Task statement | Nothing in the records may change when you print them out again.

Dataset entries
========================

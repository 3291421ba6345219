use crate::NestError;
use crate::geometry::Rect;
use serde::{Deserialize, Serialize};
use std::fmt::{Display, Formatter};

/// Key by which pieces are ordered (descending) before they are placed.
#[derive(Debug, Clone, Copy, PartialEq, Eq, Hash, Default, Serialize, Deserialize)]
#[serde(rename_all = "lowercase")]
pub enum SortStrategy {
    /// `width * height`
    #[default]
    Area,
    Width,
    Height,
    /// `2 * (width + height)`
    Perimeter,
    /// Keep the input order
    None,
}

impl SortStrategy {
    /// All strategies, in the order in which [`explore_strategies`](crate::explore_strategies) reports them.
    pub const ALL: [SortStrategy; 5] = [
        SortStrategy::Area,
        SortStrategy::Width,
        SortStrategy::Height,
        SortStrategy::Perimeter,
        SortStrategy::None,
    ];

    /// The value a piece of `width` x `height` is sorted on, or `None` if the input order is kept.
    pub fn key(&self, width: f64, height: f64) -> Option<f64> {
        match self {
            SortStrategy::Area => Some(width * height),
            SortStrategy::Width => Some(width),
            SortStrategy::Height => Some(height),
            SortStrategy::Perimeter => Some(2.0 * (width + height)),
            SortStrategy::None => None,
        }
    }
}

impl Display for SortStrategy {
    fn fmt(&self, f: &mut Formatter<'_>) -> std::fmt::Result {
        let name = match self {
            SortStrategy::Area => "area",
            SortStrategy::Width => "width",
            SortStrategy::Height => "height",
            SortStrategy::Perimeter => "perimeter",
            SortStrategy::None => "none",
        };
        f.write_str(name)
    }
}

/// Dimensions of the material sheet and the rules pieces are nested by. All lengths in mm.
#[derive(Debug, Clone, Copy, PartialEq, Serialize, Deserialize)]
pub struct SheetConfig {
    pub sheet_width: f64,
    pub sheet_height: f64,
    /// Border along every edge of the sheet in which nothing is placed
    #[serde(default)]
    pub margin: f64,
    /// Minimum distance between two pieces on the same sheet
    #[serde(default)]
    pub spacing: f64,
    /// Whether pieces may be turned by 90 degrees
    #[serde(default = "default_allow_rotation")]
    pub allow_rotation: bool,
    #[serde(default)]
    pub sort_strategy: SortStrategy,
}

fn default_allow_rotation() -> bool {
    true
}

impl SheetConfig {
    pub fn new(sheet_width: f64, sheet_height: f64) -> Self {
        Self {
            sheet_width,
            sheet_height,
            margin: 0.0,
            spacing: 0.0,
            allow_rotation: true,
            sort_strategy: SortStrategy::Area,
        }
    }

    pub fn with_margin(self, margin: f64) -> Self {
        Self { margin, ..self }
    }

    pub fn with_spacing(self, spacing: f64) -> Self {
        Self { spacing, ..self }
    }

    pub fn with_rotation(self, allow_rotation: bool) -> Self {
        Self {
            allow_rotation,
            ..self
        }
    }

    pub fn with_sort_strategy(self, sort_strategy: SortStrategy) -> Self {
        Self {
            sort_strategy,
            ..self
        }
    }

    pub fn usable_width(&self) -> f64 {
        self.sheet_width - 2.0 * self.margin
    }

    pub fn usable_height(&self) -> f64 {
        self.sheet_height - 2.0 * self.margin
    }

    pub fn usable_area(&self) -> f64 {
        self.usable_width() * self.usable_height()
    }

    /// The usable area of a sheet, in coordinates relative to the inner margin corner.
    pub fn usable_rect(&self) -> Result<Rect, NestError> {
        self.validate()?;
        Rect::try_new(0.0, 0.0, self.usable_width(), self.usable_height()).ok_or_else(|| {
            NestError::InvalidConfig(format!(
                "usable area {} x {} is empty",
                self.usable_width(),
                self.usable_height()
            ))
        })
    }

    /// Checks whether a sheet with this configuration can hold anything at all.
    pub fn validate(&self) -> Result<(), NestError> {
        let values = [
            ("sheet_width", self.sheet_width),
            ("sheet_height", self.sheet_height),
            ("margin", self.margin),
            ("spacing", self.spacing),
        ];
        if let Some((name, v)) = values.iter().find(|(_, v)| !v.is_finite()) {
            return Err(NestError::InvalidConfig(format!("{name} is not finite: {v}")));
        }
        if self.margin < 0.0 {
            return Err(NestError::InvalidConfig(format!(
                "margin is negative: {}",
                self.margin
            )));
        }
        if self.spacing < 0.0 {
            return Err(NestError::InvalidConfig(format!(
                "spacing is negative: {}",
                self.spacing
            )));
        }
        if self.usable_width() <= 0.0 || self.usable_height() <= 0.0 {
            return Err(NestError::InvalidConfig(format!(
                "margin {} leaves no usable area on a {} x {} sheet",
                self.margin, self.sheet_width, self.sheet_height
            )));
        }
        Ok(())
    }
}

========================

Answer section |
repository 3291421ba6345219
use crate::NestError;
use crate::geometry::Rect;
use serde::{Deserialize, Serialize};
use std::fmt::{Display, Formatter};

/// Key by which pieces are ordered (descending) before they are placed.
#[derive(Debug, Clone, Copy, PartialEq, Eq, Hash, Default, Serialize, Deserialize)]
#[serde(rename_all = "lowercase")]
pub enum SortStrategy {
    /// `width * height`
    #[default]
    Area,
    Width,
    Height,
    /// `2 * (width + height)`
    Perimeter,
    /// Keep the input order
    None,
}

impl SortStrategy {
    /// All strategies, in the order in which [`explore_strategies`](crate::explore_strategies) reports them.
    pub const ALL: [SortStrategy; 5] = [
        SortStrategy::Area,
        SortStrategy::Width,
        SortStrategy::Height,
        SortStrategy::Perimeter,
        SortStrategy::None,
    ];

    /// The value a piece of `width` x `height` is sorted on, or `None` if the input order is kept.
    pub fn key(&self, width: f64, height: f64) -> Option<f64> {
        match self {
            SortStrategy::Area => Some(width * height),
            SortStrategy::Width => Some(width),
            SortStrategy::Height => Some(height),
            SortStrategy::Perimeter => Some(2.0 * (width + height)),
            SortStrategy::None => None,
        }
    }
}

impl Display for SortStrategy {
    fn fmt(&self, f: &mut Formatter<'_>) -> std::fmt::Result {
        let name = match self {
            SortStrategy::Area => "area",
            SortStrategy::Width => "width",
            SortStrategy::Height => "height",
            SortStrategy::Perimeter => "perimeter",
            SortStrategy::None => "none",
        };
        f.write_str(name)
    }
}

/// Dimensions of the material sheet and the rules pieces are nested by. All lengths in mm.
#[derive(Debug, Clone, Copy, PartialEq, Serialize, Deserialize)]
pub struct SheetConfig {
    pub sheet_width: f64,
    pub sheet_height: f64,
    /// Border along every edge of the sheet in which nothing is placed
    #[serde(default)]
    pub margin: f64,
    /// Minimum distance between two pieces on the same sheet
    #[serde(default)]
    pub spacing: f64,
    /// Whether pieces may be turned by 90 degrees
    #[serde(default = "default_allow_rotation")]
    pub allow_rotation: bool,
    #[serde(default)]
    pub sort_strategy: SortStrategy,
}

fn default_allow_rotation() -> bool {
    true
}

impl SheetConfig {
    pub fn new(sheet_width: f64, sheet_height: f64) -> Self {
        Self {
            sheet_width,
            sheet_height,
            margin: 0.0,
            spacing: 0.0,
            allow_rotation: true,
            sort_strategy: SortStrategy::Area,
        }
    }

    pub fn with_margin(self, margin: f64) -> Self {
        Self { margin, ..self }
    }

    pub fn with_spacing(self, spacing: f64) -> Self {
        Self { spacing, ..self }
    }

    pub fn with_rotation(self, allow_rotation: bool) -> Self {
        Self {
            allow_rotation,
            ..self
        }
    }

    pub fn with_sort_strategy(self, sort_strategy: SortStrategy) -> Self {
        Self {
            sort_strategy,
            ..self
        }
    }

    pub fn usable_width(&self) -> f64 {
        self.sheet_width - 2.0 * self.margin
    }

    pub fn usable_height(&self) -> f64 {
        self.sheet_height - 2.0 * self.margin
    }

    pub fn usable_area(&self) -> f64 {
        self.usable_width() * self.usable_height()
    }

    /// The usable area of a sheet, in coordinates relative to the inner margin corner.
    pub fn usable_rect(&self) -> Result<Rect, NestError> {
        self.validate()?;
        Rect::try_new(0.0, 0.0, self.usable_width(), self.usable_height()).ok_or_else(|| {
            NestError::InvalidConfig(format!(
                "usable area {} x {} is empty",
                self.usable_width(),
                self.usable_height()
            ))
        })
    }

    /// Checks whether a sheet with this configuration can hold anything at all.
    pub fn validate(&self) -> Result<(), NestError> {
        let values = [
            ("sheet_width", self.sheet_width),
            ("sheet_height", self.sheet_height),
            ("margin", self.margin),
            ("spacing", self.spacing),
        ];
        if let Some((name, v)) = values.iter().find(|(_, v)| !v.is_finite()) {
            return Err(NestError::InvalidConfig(format!("{name} is not finite: {v}")));
        }
        if self.margin < 0.0 {
            return Err(NestError::InvalidConfig(format!(
                "margin is negative: {}",
                self.margin
            )));
        }
        if self.spacing < 0.0 {
            return Err(NestError::InvalidConfig(format!(
                "spacing is negative: {}",
                self.spacing
            )));
        }
        if self.usable_width() <= 0.0 || self.usable_height() <= 0.0 {
            return Err(NestError::InvalidConfig(format!(
                "margin {} leaves no usable area on a {} x {} sheet",
                self.margin, self.sheet_width, self.sheet_height
            )));
        }
        Ok(())
    }
}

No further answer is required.